Ganoderma atrum polysaccharide (PSG‐1), the major active ingredient isolated from Ganoderma atrum, has been suggested as a candidate for cancer therapy. The aim of this study was to investigate the anti‐tumor effect of PSG‐1 using sarcoma 180 (S‐180) transplanted mice and further to examine the molecular mechanisms of PSG‐1‐induced anti‐tumor effect. Results showed that PSG‐1 significantly inhibited tumor growth in S‐180‐bearing mice.
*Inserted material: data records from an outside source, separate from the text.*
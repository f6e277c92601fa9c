//! vf-jinja - Jinja templating layer for Viewforge
//!
//! This crate renders view templates with `ref()` and `var()` functions,
//! wraps bare queries in `CREATE OR REPLACE VIEW`, and optionally writes
//! the compiled SQL to a mirrored output tree.

pub mod compiler;
pub mod environment;
pub mod error;
mod functions;
pub mod resolver;

pub use compiler::{CompiledOutput, CompiledView, TemplateCompiler};
pub use environment::JinjaEnvironment;
pub use error::{JinjaError, JinjaResult};
pub use resolver::RefResolver;
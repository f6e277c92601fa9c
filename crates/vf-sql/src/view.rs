//! Create-view statement classification

use crate::dialect::parse_error;
use crate::error::{SqlError, SqlResult};
use crate::parser::SqlParser;
use serde::Serialize;
use sqlparser::ast::Statement;
use sqlparser::keywords::Keyword;
use sqlparser::parser::Parser;

/// A compiled SQL text that is a single, well-formed create-view statement
#[derive(Debug, Clone, PartialEq, Eq, Serialize)]
pub struct CreateViewStatement {
    /// Declared qualified name, rendered as written (quoting preserved)
    pub name: String,

    /// Whether the statement is `CREATE OR REPLACE`
    pub or_replace: bool,

    /// Whether the statement carries `IF NOT EXISTS`
    pub if_not_exists: bool,

    /// Pretty-printed statement
    pub pretty: String,
}

/// Human-readable name for a statement variant
fn statement_kind(stmt: &Statement) -> &'static str {
    match stmt {
        Statement::Query(_) => "SELECT",
        Statement::Insert(_) => "INSERT",
        Statement::Update { .. } => "UPDATE",
        Statement::Delete(_) => "DELETE",
        Statement::CreateTable(_) => "CREATE TABLE",
        Statement::Drop { .. } => "DROP",
        _ => "another statement type",
    }
}

impl SqlParser {
    /// Check that `sql` is exactly one create-view statement and return its
    /// declared name.
    pub fn classify_view(&self, sql: &str) -> SqlResult<CreateViewStatement> {
        let stmt = self.parse_single(sql)?;
        if !matches!(stmt, Statement::CreateView { .. }) {
            return Err(SqlError::NotAView(statement_kind(&stmt).to_string()));
        }

        let mut view = self.declared_view_name(sql)?;
        view.pretty = format!("{:#}", stmt);
        Ok(view)
    }

    /// Read the name following `CREATE [OR REPLACE] [modifiers] VIEW
    /// [IF NOT EXISTS]` straight from the token stream. `pretty` is left empty.
    fn declared_view_name(&self, sql: &str) -> SqlResult<CreateViewStatement> {
        let mut parser = Parser::new(self.dialect().parser_dialect())
            .try_with_sql(sql.trim())
            .map_err(parse_error)?;

        if !parser.parse_keyword(Keyword::CREATE) {
            return Err(SqlError::NotAView("a statement not starting with CREATE".into()));
        }
        let or_replace = parser.parse_keywords(&[Keyword::OR, Keyword::REPLACE]);
        while parser
            .parse_one_of_keywords(&[
                Keyword::TEMP,
                Keyword::TEMPORARY,
                Keyword::MATERIALIZED,
            ])
            .is_some()
        {}
        if !parser.parse_keyword(Keyword::VIEW) {
            return Err(SqlError::NotAView("CREATE without VIEW".into()));
        }
        let if_not_exists = parser.parse_keywords(&[Keyword::IF, Keyword::NOT, Keyword::EXISTS]);

        // BigQuery allows unquoted hyphens in view names (my-project.dataset.view)
        let allow_unquoted_hyphen = self.dialect_name() == "bigquery";
        let name = parser
            .parse_object_name(allow_unquoted_hyphen)
            .map_err(parse_error)?;
        Ok(CreateViewStatement {
            name: name.to_string(),
            or_replace,
            if_not_exists,
            pretty: String::new(),
        })
    }
}

#[cfg(test)]
#[path = "view_test.rs"]
mod tests;
//! Configuration types and parsing for viewforge.yml

use crate::error::{CoreError, CoreResult};
use crate::sql_utils::{quote_ident, quote_qualified};
use serde::{Deserialize, Serialize};
use std::collections::HashMap;
use std::path::{Path, PathBuf};

/// File names probed by [`Config::load_from_dir`], in order.
pub const CONFIG_FILE_NAMES: &[&str] = &["viewforge.yml", "viewforge.yaml"];

/// Main project configuration from viewforge.yml
#[derive(Debug, Clone, Serialize, Deserialize)]
#[serde(deny_unknown_fields)]
pub struct Config {
    /// Target warehouse and default naming
    #[serde(alias = "bigquery")]
    pub warehouse: WarehouseConfig,

    /// Where view sources live and which files are picked up
    #[serde(default)]
    pub sql: SqlConfig,

    /// Deployment behaviour
    #[serde(default)]
    pub deployment: DeploymentConfig,

    /// Variables available in templates through `var()`
    #[serde(default)]
    pub vars: HashMap<String, serde_yaml::Value>,
}

/// Warehouse type selector
#[derive(Debug, Clone, Copy, PartialEq, Eq, Serialize, Deserialize, Default)]
#[serde(rename_all = "lowercase")]
pub enum WarehouseType {
    /// DuckDB (default, local warehouse)
    #[default]
    DuckDb,
    /// Google BigQuery
    BigQuery,
}

impl std::fmt::Display for WarehouseType {
    fn fmt(&self, f: &mut std::fmt::Formatter<'_>) -> std::fmt::Result {
        match self {
            WarehouseType::DuckDb => write!(f, "duckdb"),
            WarehouseType::BigQuery => write!(f, "bigquery"),
        }
    }
}

impl WarehouseType {
    /// SQL dialect name used to classify compiled SQL for this warehouse
    pub fn dialect_name(&self) -> &'static str {
        match self {
            WarehouseType::DuckDb => "duckdb",
            WarehouseType::BigQuery => "bigquery",
        }
    }

    /// Render a fully-qualified `catalog.schema.view` identifier in this
    /// warehouse's quoting style.
    pub fn format_full_name(&self, catalog: &str, schema: &str, view: &str) -> String {
        match self {
            WarehouseType::BigQuery => format!("`{}.{}.{}`", catalog, schema, view),
            WarehouseType::DuckDb => format!(
                "{}.{}",
                quote_qualified(&format!("{}.{}", catalog, schema)),
                quote_ident(view)
            ),
        }
    }
}

/// Warehouse connection and naming defaults
#[derive(Debug, Clone, Serialize, Deserialize)]
#[serde(deny_unknown_fields)]
pub struct WarehouseConfig {
    /// Warehouse type (duckdb or bigquery)
    #[serde(rename = "type", default)]
    pub warehouse_type: WarehouseType,

    /// Default catalog (BigQuery project, DuckDB database)
    #[serde(alias = "project_id")]
    pub catalog: String,

    /// Default schema (BigQuery dataset)
    #[serde(alias = "dataset_id")]
    pub schema: String,

    /// Warehouse location, informational only
    #[serde(default)]
    pub location: Option<String>,

    /// Database path for DuckDB (file path or :memory:)
    #[serde(default = "default_db_path")]
    pub path: String,
}

/// SQL source layout
#[derive(Debug, Clone, Serialize, Deserialize)]
#[serde(deny_unknown_fields)]
pub struct SqlConfig {
    /// Directory containing view SQL files
    #[serde(default = "default_views_directory")]
    pub views_directory: String,

    /// Directory that mirrors `views_directory` with compiled output
    #[serde(default = "default_compiled_directory")]
    pub compiled_directory: String,

    /// Glob patterns (matched recursively) selecting view files
    #[serde(default = "default_include_patterns")]
    pub include_patterns: Vec<String>,

    /// Glob patterns removing files from the selection
    #[serde(default = "default_exclude_patterns")]
    pub exclude_patterns: Vec<String>,
}

impl Default for SqlConfig {
    fn default() -> Self {
        Self {
            views_directory: default_views_directory(),
            compiled_directory: default_compiled_directory(),
            include_patterns: default_include_patterns(),
            exclude_patterns: default_exclude_patterns(),
        }
    }
}

/// Deployment behaviour switches
#[derive(Debug, Clone, Serialize, Deserialize)]
#[serde(deny_unknown_fields)]
pub struct DeploymentConfig {
    /// Report what would be executed without contacting the warehouse
    #[serde(default)]
    pub dry_run: bool,

    /// Print compiled SQL and extra detail
    #[serde(default)]
    pub verbose: bool,

    /// Persist compiled SQL under `sql.compiled_directory`
    #[serde(default = "default_true")]
    pub save_compiled: bool,

    /// Wrap bare queries in `CREATE OR REPLACE VIEW`
    #[serde(default = "default_true")]
    pub auto_wrap: bool,

    /// Abort the remaining executions after the first failure
    #[serde(default)]
    pub strict: bool,
}

impl Default for DeploymentConfig {
    fn default() -> Self {
        Self {
            dry_run: false,
            verbose: false,
            save_compiled: true,
            auto_wrap: true,
            strict: false,
        }
    }
}

const DEFAULT_DB_PATH: &str = ":memory:";

fn default_true() -> bool {
    true
}

fn default_db_path() -> String {
    DEFAULT_DB_PATH.to_string()
}

fn default_views_directory() -> String {
    "sql/views".to_string()
}

fn default_compiled_directory() -> String {
    "compiled/views".to_string()
}

fn default_include_patterns() -> Vec<String> {
    vec!["*.sql".to_string()]
}

fn default_exclude_patterns() -> Vec<String> {
    vec!["*.backup.sql".to_string()]
}

impl Config {
    /// Load configuration from a file path
    pub fn load(path: &Path) -> CoreResult<Self> {
        if !path.exists() {
            return Err(CoreError::ConfigNotFound {
                path: path.display().to_string(),
            });
        }

        let content = std::fs::read_to_string(path).map_err(|e| CoreError::IoWithPath {
            path: path.display().to_string(),
            source: e,
        })?;
        Self::from_yaml(&content)
    }

    /// Parse and validate configuration from YAML text
    pub fn from_yaml(content: &str) -> CoreResult<Self> {
        if content.trim().is_empty() {
            return Err(CoreError::ConfigParseError {
                message: "configuration file is empty".to_string(),
            });
        }
        let config: Config =
            serde_yaml::from_str(content).map_err(|e| CoreError::ConfigParseError {
                message: e.to_string(),
            })?;
        config.validate()?;
        Ok(config)
    }

    /// Load configuration from a project directory
    /// Looks for viewforge.yml or viewforge.yaml
    pub fn load_from_dir(dir: &Path) -> CoreResult<Self> {
        CONFIG_FILE_NAMES
            .iter()
            .map(|name| dir.join(name))
            .find(|path| path.exists())
            .map(|path| Self::load(&path))
            .unwrap_or_else(|| {
                Err(CoreError::ConfigNotFound {
                    path: dir.join(CONFIG_FILE_NAMES[0]).display().to_string(),
                })
            })
    }

    /// Validate the configuration
    fn validate(&self) -> CoreResult<()> {
        let required = [
            ("warehouse.catalog", &self.warehouse.catalog),
            ("warehouse.schema", &self.warehouse.schema),
            ("sql.views_directory", &self.sql.views_directory),
        ];
        for (field, value) in required {
            if value.trim().is_empty() {
                return Err(CoreError::ConfigInvalid {
                    message: format!("{} cannot be empty", field),
                });
            }
        }

        if self.sql.include_patterns.is_empty() {
            return Err(CoreError::ConfigInvalid {
                message: "At least one sql.include_patterns entry must be specified".to_string(),
            });
        }

        Ok(())
    }

    /// Get a variable value by name
    pub fn get_var(&self, name: &str) -> Option<&serde_yaml::Value> {
        self.vars.get(name)
    }

    /// Get the absolute views directory relative to a project root
    pub fn views_dir_absolute(&self, root: &Path) -> PathBuf {
        root.join(&self.sql.views_directory)
    }

    /// Get the absolute compiled-output directory relative to a project root
    pub fn compiled_dir_absolute(&self, root: &Path) -> PathBuf {
        root.join(&self.sql.compiled_directory)
    }

    /// Default fully-qualified name for a view: `catalog.schema.view`
    pub fn default_full_name(&self, view: &str) -> String {
        self.warehouse.warehouse_type.format_full_name(
            &self.warehouse.catalog,
            &self.warehouse.schema,
            view,
        )
    }
}

#[cfg(test)]
#[path = "config_test.rs"]
mod tests;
PSG‐1‐induced tumor apoptosis was associated with the alteration of Bcl‐2 family proteins, increase of reactive oxygen species generation, loss of mitochondrial membrane potential (Δψ~m~), release of cytochrome c from the mitochondria into cytosol, and activation of caspase‐3 and ‐9. Elevation of immune function was also shown during PSG‐1‐induced tumor apoptosis, as evidenced by increase of spleen and thymus indexes, lymphocyte proliferation, concentrations of tumor necrosis factor (TNF)‐α, and interleukin‐2 in serum. Furthermore, the combined treatment of PSG‐1 and cyclophosphamide (CTX) results in an enhancement of the anti‐tumor effect of CTX alone via increased host immune response. These results suggested that PSG‐1 had a potent anti‐tumor activity by induction of tumor apoptosis through mitochondrial pathways, and immunoenhancement effect of PSG‐1 was related to its anti‐tumor effect. In addition, PSG‐1 enhanced CTX‐induced anti‐tumor activity in S‐180‐bearing mice. J. Cell. Biochem. 112: 860–871, 2011. © 2010 Wiley‐Liss, Inc.